[Saved entries]
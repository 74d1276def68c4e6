//! Workflow configuration.

use serde::{Deserialize, Serialize};
use std::time::Duration;

/// Default run timeout in seconds.
pub const DEFAULT_TIMEOUT_SECS: f64 = 10.0;

fn default_timeout_secs() -> Option<f64> {
    Some(DEFAULT_TIMEOUT_SECS)
}

/// Settings of a workflow.
#[derive(Debug, Clone, PartialEq, Serialize, Deserialize)]
pub struct WorkflowConfig {
    /// Time budget of one run in seconds; `None` disables the timeout.
    #[serde(default = "default_timeout_secs")]
    pub timeout_secs: Option<f64>,
    /// Log every step outcome at INFO.
    #[serde(default)]
    pub verbose: bool,
    /// Skip definition checks at the start of each run.
    #[serde(default)]
    pub disable_validation: bool,
}

impl Default for WorkflowConfig {
    fn default() -> Self {
        Self {
            timeout_secs: default_timeout_secs(),
            verbose: false,
            disable_validation: false,
        }
    }
}

impl WorkflowConfig {
    /// Creates a configuration with default settings.
    #[must_use]
    pub fn new() -> Self {
        Self::default()
    }

    /// Reads overrides from `EVENTFLOW_TIMEOUT_SECS`, `EVENTFLOW_VERBOSE` and
    /// `EVENTFLOW_DISABLE_VALIDATION`.
    ///
    /// A timeout of `0` or `none` disables the timeout. Unparseable values
    /// keep the default.
    #[must_use]
    pub fn from_env() -> Self {
        Self::from_lookup(|key| std::env::var(key).ok())
    }

    fn from_lookup(lookup: impl Fn(&str) -> Option<String>) -> Self {
        let mut config = Self::default();

        if let Some(raw) = lookup("EVENTFLOW_TIMEOUT_SECS") {
            let raw = raw.trim();
            if raw.eq_ignore_ascii_case("none") {
                config.timeout_secs = None;
            } else if let Ok(secs) = raw.parse::<f64>() {
                config.timeout_secs = (secs > 0.0).then_some(secs);
            }
        }
        if let Some(flag) = lookup("EVENTFLOW_VERBOSE").as_deref().and_then(parse_flag) {
            config.verbose = flag;
        }
        if let Some(flag) = lookup("EVENTFLOW_DISABLE_VALIDATION")
            .as_deref()
            .and_then(parse_flag)
        {
            config.disable_validation = flag;
        }
        config
    }

    /// Sets the run timeout.
    #[must_use]
    pub fn with_timeout(mut self, timeout: Option<Duration>) -> Self {
        self.timeout_secs = timeout.map(|t| t.as_secs_f64());
        self
    }

    /// Sets verbose logging.
    #[must_use]
    pub fn with_verbose(mut self, verbose: bool) -> Self {
        self.verbose = verbose;
        self
    }

    /// Disables or enables validation.
    #[must_use]
    pub fn with_disable_validation(mut self, disable: bool) -> Self {
        self.disable_validation = disable;
        self
    }

    /// Returns the run timeout.
    #[must_use]
    pub fn timeout(&self) -> Option<Duration> {
        self.timeout_secs
            .filter(|secs| secs.is_finite() && *secs > 0.0)
            .map(Duration::from_secs_f64)
    }
}

fn parse_flag(raw: &str) -> Option<bool> {
    match raw.trim().to_ascii_lowercase().as_str() {
        "1" | "true" | "yes" | "on" => Some(true),
        "0" | "false" | "no" | "off" => Some(false),
        _ => None,
    }
}

#[cfg(test)]
mod tests {
    use super::*;
    use std::collections::HashMap;

    #[test]
    fn test_defaults() {
        let config = WorkflowConfig::default();
        assert_eq!(config.timeout(), Some(Duration::from_secs(10)));
        assert!(!config.verbose);
        assert!(!config.disable_validation);
    }

    #[test]
    fn test_builders() {
        let config = WorkflowConfig::new()
            .with_timeout(Some(Duration::from_millis(1500)))
            .with_verbose(true)
            .with_disable_validation(true);

        assert_eq!(config.timeout(), Some(Duration::from_millis(1500)));
        assert!(config.verbose);
        assert!(config.disable_validation);
        assert_eq!(WorkflowConfig::new().with_timeout(None).timeout(), None);
    }

    #[test]
    fn test_deserialize_partial() {
        let config: WorkflowConfig = serde_json::from_str(r#"{"verbose": true}"#).unwrap();
        assert_eq!(config.timeout_secs, Some(DEFAULT_TIMEOUT_SECS));
        assert!(config.verbose);

        let config: WorkflowConfig = serde_json::from_str(r#"{"timeout_secs": null}"#).unwrap();
        assert_eq!(config.timeout(), None);
    }

    #[test]
    fn test_from_lookup() {
        let env: HashMap<&str, &str> = [
            ("EVENTFLOW_TIMEOUT_SECS", "2.5"),
            ("EVENTFLOW_VERBOSE", "yes"),
            ("EVENTFLOW_DISABLE_VALIDATION", "maybe"),
        ]
        .into_iter()
        .collect();
        let config = WorkflowConfig::from_lookup(|k| env.get(k).map(ToString::to_string));

        assert_eq!(config.timeout(), Some(Duration::from_millis(2500)));
        assert!(config.verbose);
        assert!(!config.disable_validation);
    }

    #[test]
    fn test_from_lookup_disables_timeout() {
        let config = WorkflowConfig::from_lookup(|k| {
            (k == "EVENTFLOW_TIMEOUT_SECS").then(|| "none".to_string())
        });
        assert_eq!(config.timeout(), None);

        let config = WorkflowConfig::from_lookup(|k| {
            (k == "EVENTFLOW_TIMEOUT_SECS").then(|| "0".to_string())
        });
        assert_eq!(config.timeout(), None);
    }
}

§ What the exercise asks
Repeat the whole of the data above exactly as it appears.

§ Task solution
repository 74d1276def68c4e6
//! Workflow configuration.

use serde::{Deserialize, Serialize};
use std::time::Duration;

/// Default run timeout in seconds.
pub const DEFAULT_TIMEOUT_SECS: f64 = 10.0;

fn default_timeout_secs() -> Option<f64> {
    Some(DEFAULT_TIMEOUT_SECS)
}

/// Settings of a workflow.
#[derive(Debug, Clone, PartialEq, Serialize, Deserialize)]
pub struct WorkflowConfig {
    /// Time budget of one run in seconds; `None` disables the timeout.
    #[serde(default = "default_timeout_secs")]
    pub timeout_secs: Option<f64>,
    /// Log every step outcome at INFO.
    #[serde(default)]
    pub verbose: bool,
    /// Skip definition checks at the start of each run.
    #[serde(default)]
    pub disable_validation: bool,
}

impl Default for WorkflowConfig {
    fn default() -> Self {
        Self {
            timeout_secs: default_timeout_secs(),
            verbose: false,
            disable_validation: false,
        }
    }
}

impl WorkflowConfig {
    /// Creates a configuration with default settings.
    #[must_use]
    pub fn new() -> Self {
        Self::default()
    }

    /// Reads overrides from `EVENTFLOW_TIMEOUT_SECS`, `EVENTFLOW_VERBOSE` and
    /// `EVENTFLOW_DISABLE_VALIDATION`.
    ///
    /// A timeout of `0` or `none` disables the timeout. Unparseable values
    /// keep the default.
    #[must_use]
    pub fn from_env() -> Self {
        Self::from_lookup(|key| std::env::var(key).ok())
    }

    fn from_lookup(lookup: impl Fn(&str) -> Option<String>) -> Self {
        let mut config = Self::default();

        if let Some(raw) = lookup("EVENTFLOW_TIMEOUT_SECS") {
            let raw = raw.trim();
            if raw.eq_ignore_ascii_case("none") {
                config.timeout_secs = None;
            } else if let Ok(secs) = raw.parse::<f64>() {
                config.timeout_secs = (secs > 0.0).then_some(secs);
            }
        }
        if let Some(flag) = lookup("EVENTFLOW_VERBOSE").as_deref().and_then(parse_flag) {
            config.verbose = flag;
        }
        if let Some(flag) = lookup("EVENTFLOW_DISABLE_VALIDATION")
            .as_deref()
            .and_then(parse_flag)
        {
            config.disable_validation = flag;
        }
        config
    }

    /// Sets the run timeout.
    #[must_use]
    pub fn with_timeout(mut self, timeout: Option<Duration>) -> Self {
        self.timeout_secs = timeout.map(|t| t.as_secs_f64());
        self
    }

    /// Sets verbose logging.
    #[must_use]
    pub fn with_verbose(mut self, verbose: bool) -> Self {
        self.verbose = verbose;
        self
    }

    /// Disables or enables validation.
    #[must_use]
    pub fn with_disable_validation(mut self, disable: bool) -> Self {
        self.disable_validation = disable;
        self
    }

    /// Returns the run timeout.
    #[must_use]
    pub fn timeout(&self) -> Option<Duration> {
        self.timeout_secs
            .filter(|secs| secs.is_finite() && *secs > 0.0)
            .map(Duration::from_secs_f64)
    }
}

fn parse_flag(raw: &str) -> Option<bool> {
    match raw.trim().to_ascii_lowercase().as_str() {
        "1" | "true" | "yes" | "on" => Some(true),
        "0" | "false" | "no" | "off" => Some(false),
        _ => None,
    }
}

#[cfg(test)]
mod tests {
    use super::*;
    use std::collections::HashMap;

    #[test]
    fn test_defaults() {
        let config = WorkflowConfig::default();
        assert_eq!(config.timeout(), Some(Duration::from_secs(10)));
        assert!(!config.verbose);
        assert!(!config.disable_validation);
    }

    #[test]
    fn test_builders() {
        let config = WorkflowConfig::new()
            .with_timeout(Some(Duration::from_millis(1500)))
            .with_verbose(true)
            .with_disable_validation(true);

        assert_eq!(config.timeout(), Some(Duration::from_millis(1500)));
        assert!(config.verbose);
        assert!(config.disable_validation);
        assert_eq!(WorkflowConfig::new().with_timeout(None).timeout(), None);
    }

    #[test]
    fn test_deserialize_partial() {
        let config: WorkflowConfig = serde_json::from_str(r#"{"verbose": true}"#).unwrap();
        assert_eq!(config.timeout_secs, Some(DEFAULT_TIMEOUT_SECS));
        assert!(config.verbose);

        let config: WorkflowConfig = serde_json::from_str(r#"{"timeout_secs": null}"#).unwrap();
        assert_eq!(config.timeout(), None);
    }

    #[test]
    fn test_from_lookup() {
        let env: HashMap<&str, &str> = [
            ("EVENTFLOW_TIMEOUT_SECS", "2.5"),
            ("EVENTFLOW_VERBOSE", "yes"),
            ("EVENTFLOW_DISABLE_VALIDATION", "maybe"),
        ]
        .into_iter()
        .collect();
        let config = WorkflowConfig::from_lookup(|k| env.get(k).map(ToString::to_string));

        assert_eq!(config.timeout(), Some(Duration::from_millis(2500)));
        assert!(config.verbose);
        assert!(!config.disable_validation);
    }

    #[test]
    fn test_from_lookup_disables_timeout() {
        let config = WorkflowConfig::from_lookup(|k| {
            (k == "EVENTFLOW_TIMEOUT_SECS").then(|| "none".to_string())
        });
        assert_eq!(config.timeout(), None);

        let config = WorkflowConfig::from_lookup(|k| {
            (k == "EVENTFLOW_TIMEOUT_SECS").then(|| "0".to_string())
        });
        assert_eq!(config.timeout(), None);
    }
}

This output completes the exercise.